I frequently use the packages future.apply
and future
to parallelize tasks in R. This works perfectly well in my local machines. However, if I try to use them in a computer cluster, managed by PBS/TORQUE, the job gets killed for violating the resources policy. After reviewing the processes, I noticed that the resources_used.mem
and resources_used.vmem
as reported by qstat are ridiculously high. Is there any way to fix this?
Note: I already know and use the package batchtools
and future.batchtools
, but they produce jobs to launch to the queues, so this requires me to organize the scripts in a particular way, so I would like to avoid this for this specific example.
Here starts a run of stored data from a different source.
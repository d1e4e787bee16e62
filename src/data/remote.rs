//! HTTP ticker client.

use super::mapper::CoinMapper;
use super::source::RemoteSource;
use super::types::CoinRecord;
use crate::config::Config;
use crate::error::{FeedError, Result, RetryPolicy};
use crate::utils::now_unix_secs;
use log::{debug, error, info};
use std::sync::Arc;
use std::time::{Duration, Instant};
use tokio::sync::broadcast;

pub struct HttpRemoteSource {
    inner: Arc<Inner>,
}

struct Inner {
    client: reqwest::Client,
    url: String,
    limit: usize,
    mapper: CoinMapper,
    retry_policy: RetryPolicy,
    data_tx: broadcast::Sender<Vec<CoinRecord>>,
    error_tx: broadcast::Sender<String>,
}

impl HttpRemoteSource {
    pub fn new(
        url: &str,
        limit: usize,
        timeout: Duration,
        retry_policy: RetryPolicy,
        mapper: CoinMapper,
        channel_capacity: usize,
    ) -> Result<Self> {
        url::Url::parse(url)?;
        let client = reqwest::Client::builder()
            .timeout(timeout)
            .build()
            .map_err(|e| FeedError::Config(format!("Failed to build HTTP client: {}", e)))?;
        let (data_tx, _) = broadcast::channel(channel_capacity.max(1));
        let (error_tx, _) = broadcast::channel(channel_capacity.max(1));

        info!("HTTP remote source targeting {} (limit {})", url, limit);
        Ok(Self {
            inner: Arc::new(Inner {
                client,
                url: url.to_string(),
                limit,
                mapper,
                retry_policy,
                data_tx,
                error_tx,
            }),
        })
    }

    pub fn from_config(config: &Config) -> Result<Self> {
        Self::new(
            &config.api_url,
            config.api_limit,
            config.request_timeout(),
            config.retry_policy(),
            CoinMapper::new(&config.icon_base_url),
            config.stream_channel_capacity,
        )
    }

    /// Fetches and parses one ticker batch, retrying transport failures.
    pub async fn fetch_once(&self) -> Result<Vec<CoinRecord>> {
        self.inner.fetch_with_retry().await
    }
}

impl Inner {
    async fn fetch_with_retry(&self) -> Result<Vec<CoinRecord>> {
        let started = Instant::now();
        let records = self
            .retry_policy
            .execute(|| self.request_ticker())
            .await?;
        debug!(
            "Fetched {} ticker entries in {:?}",
            records.len(),
            started.elapsed()
        );
        Ok(records)
    }

    async fn request_ticker(&self) -> Result<Vec<CoinRecord>> {
        let payload: serde_json::Value = self
            .client
            .get(&self.url)
            .query(&[("limit", self.limit)])
            .send()
            .await?
            .error_for_status()?
            .json()
            .await?;
        let mut records = self.mapper.parse_ticker(&payload)?;

        let fetched_at = now_unix_secs();
        for record in records.iter_mut().filter(|r| r.last_updated == 0) {
            record.last_updated = fetched_at;
        }
        Ok(records)
    }

    fn publish(&self, outcome: Result<Vec<CoinRecord>>) {
        match outcome {
            Ok(records) => {
                if self.data_tx.send(records).is_err() {
                    debug!("Remote batch dropped: no data subscribers");
                }
            }
            Err(e) => {
                let remote = FeedError::Remote(e.to_string());
                error!("Remote fetch failed: {}", remote);
                if self.error_tx.send(remote.to_string()).is_err() {
                    debug!("Remote error dropped: no error subscribers");
                }
            }
        }
    }
}

impl RemoteSource for HttpRemoteSource {
    fn fetch(&self) {
        let inner = Arc::clone(&self.inner);
        tokio::spawn(async move {
            let outcome = inner.fetch_with_retry().await;
            inner.publish(outcome);
        });
    }

    fn data_stream(&self) -> broadcast::Receiver<Vec<CoinRecord>> {
        self.inner.data_tx.subscribe()
    }

    fn error_stream(&self) -> broadcast::Receiver<String> {
        self.inner.error_tx.subscribe()
    }
}

#[cfg(test)]
mod tests {
    use super::*;
    use pretty_assertions::assert_eq;
    use std::sync::atomic::{AtomicUsize, Ordering};
    use tokio::io::{AsyncReadExt, AsyncWriteExt};
    use tokio::net::TcpListener;

    const WAIT: Duration = Duration::from_secs(5);

    enum Reply {
        /// Accept the connection and never answer.
        Silent,
        Respond(&'static str, &'static str),
    }

    /// Serves every connection on a loopback port with the same reply.
    /// Returns the ticker URL and a counter of accepted connections.
    async fn serve(reply: Reply) -> (String, Arc<AtomicUsize>) {
        let listener = TcpListener::bind("127.0.0.1:0").await.unwrap();
        let url = format!("http://{}/v1/ticker/", listener.local_addr().unwrap());
        let hits = Arc::new(AtomicUsize::new(0));
        let counter = Arc::clone(&hits);

        tokio::spawn(async move {
            let mut held = Vec::new();
            while let Ok((mut socket, _)) = listener.accept().await {
                counter.fetch_add(1, Ordering::SeqCst);
                let mut request = Vec::new();
                let mut buf = [0u8; 1024];
                while !request.windows(4).any(|w| w == b"\r\n\r\n") {
                    match socket.read(&mut buf).await {
                        Ok(0) | Err(_) => break,
                        Ok(n) => request.extend_from_slice(&buf[..n]),
                    }
                }
                match &reply {
                    Reply::Silent => held.push(socket),
                    Reply::Respond(status, body) => {
                        let response = format!(
                            "HTTP/1.1 {}\r\nContent-Type: application/json\r\nContent-Length: {}\r\nConnection: close\r\n\r\n{}",
                            status,
                            body.len(),
                            body
                        );
                        let _ = socket.write_all(response.as_bytes()).await;
                        let _ = socket.shutdown().await;
                    }
                }
            }
        });

        (url, hits)
    }

    fn client_for(url: &str, max_attempts: u32) -> HttpRemoteSource {
        HttpRemoteSource::new(
            url,
            10,
            Duration::from_millis(150),
            RetryPolicy::new(max_attempts, Duration::from_millis(10), Duration::from_millis(10)),
            CoinMapper::default(),
            8,
        )
        .unwrap()
    }

    #[test]
    fn test_rejects_invalid_url() {
        let result = HttpRemoteSource::new(
            "::not a url::",
            10,
            Duration::from_millis(100),
            RetryPolicy::none(),
            CoinMapper::default(),
            8,
        );
        assert!(matches!(result, Err(FeedError::Config(_))));
    }

    #[tokio::test]
    async fn test_unreachable_endpoint_emits_error() {
        // Port 9 (discard) on loopback refuses connections on a normal host.
        let source = HttpRemoteSource::from_config(&Config::test_default()).unwrap();
        let mut errors = source.error_stream();
        let mut data = source.data_stream();

        source.fetch();

        let err = tokio::time::timeout(WAIT, errors.recv())
            .await
            .expect("error not emitted in time")
            .unwrap();
        assert!(!err.is_empty());
        assert!(data.try_recv().is_err());
    }

    #[tokio::test]
    async fn test_silent_server_reports_timeout_after_all_attempts() {
        let (url, hits) = serve(Reply::Silent).await;
        let source = client_for(&url, 2);
        let mut errors = source.error_stream();
        let mut data = source.data_stream();

        source.fetch();

        let err = tokio::time::timeout(WAIT, errors.recv())
            .await
            .expect("error not emitted in time")
            .unwrap();
        assert_eq!(err, "timeout");
        assert_eq!(hits.load(Ordering::SeqCst), 2);
        assert!(data.try_recv().is_err());
    }

    #[tokio::test]
    async fn test_client_error_is_not_retried() {
        let (url, hits) = serve(Reply::Respond("404 Not Found", "")).await;
        let source = client_for(&url, 3);
        let mut errors = source.error_stream();

        source.fetch();

        let err = tokio::time::timeout(WAIT, errors.recv())
            .await
            .expect("error not emitted in time")
            .unwrap();
        assert!(err.starts_with("Non-Recoverable Error: HTTP 404"), "{}", err);
        assert_eq!(hits.load(Ordering::SeqCst), 1);
    }

    #[tokio::test]
    async fn test_malformed_payload_is_not_retried() {
        let (url, hits) = serve(Reply::Respond("200 OK", r#"{"error":"rate limited"}"#)).await;
        let source = client_for(&url, 3);

        let err = source.fetch_once().await.unwrap_err();

        assert!(matches!(err, FeedError::Parse(_)));
        assert_eq!(hits.load(Ordering::SeqCst), 1);
    }

    #[tokio::test]
    async fn test_successful_response_emits_parsed_batch() {
        let body = r#"[{"id":"bitcoin","name":"Bitcoin","symbol":"BTC","rank":"1","price_usd":"100.0","market_cap_usd":"1000"}]"#;
        let (url, hits) = serve(Reply::Respond("200 OK", body)).await;
        let source = client_for(&url, 2);
        let mut data = source.data_stream();
        let mut errors = source.error_stream();

        source.fetch();

        let batch = tokio::time::timeout(WAIT, data.recv())
            .await
            .expect("batch not emitted in time")
            .unwrap();
        assert_eq!(batch.len(), 1);
        assert_eq!(batch[0].id, "bitcoin");
        assert_eq!(batch[0].rank, 1);
        assert_eq!(batch[0].market_cap_usd, 1000.0);
        assert!(batch[0].last_updated > 0);
        assert_eq!(hits.load(Ordering::SeqCst), 1);
        assert!(errors.try_recv().is_err());
    }

    #[tokio::test]
    async fn test_fetch_once_keeps_reported_timestamp() {
        let body = r#"[{"id":"ethereum","symbol":"ETH","rank":2,"market_cap_usd":500,"last_updated":"1700000000"}]"#;
        let (url, _) = serve(Reply::Respond("200 OK", body)).await;

        let records = client_for(&url, 1).fetch_once().await.unwrap();

        assert_eq!(records.len(), 1);
        assert_eq!(records[0].symbol, "ETH");
        assert_eq!(records[0].last_updated, 1_700_000_000);
    }
}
I have prepared the following MVE. As you can see, the code simply allocates a vector with 10^9 elements, and then performs, in parallel using future_lapply
, some operations (here just a trivial check).
library(future.apply)
plan(multicore, workers = 12)
sample <- rnorm(n = 10^9, mean = 10, sd = 10)
print(object.size(sample)/(1024*1024)) # fills ~ 8 gb of RAM
options(future.globals.maxSize=+Inf)
options(future.gc = TRUE)
future_lapply(future.seed = TRUE,
X = 1:12, function(idx){
# just do some stuff
for(i in sample){
if (i > 0) dummy <- 1
}
return(dummy)
})
If run on my local computer (no PBS-TORQUE involved), this works well (meaning no problem with the RAM) assuming 32Gb of RAM are available. However, if run through TORQUE/PBS on a machine that has enough resources, like this:
qsub -I -l mem=60Gb -l nodes=1:ppn=12 -l walltime=72:00:00
the job gets automatically killed due to violating the resources policy. I am pretty sure that this has to do with PBS/TORQUE not measuring correctly the resources used since, since if I check
qstat -f JOBNAME | grep used
I get:
resources_used.cput = 00:05:29
resources_used.mem = 102597484kb
resources_used.vmem = 213467760kb
resources_used.walltime = 00:02:06
Telling me that the process is using ~102Gb of mem and ~213Gb of vmem. It does not, you can actually monitor the node with e.g. htop
and it is using the correct amount of RAM, but TORQUE/PBS is measuring much more.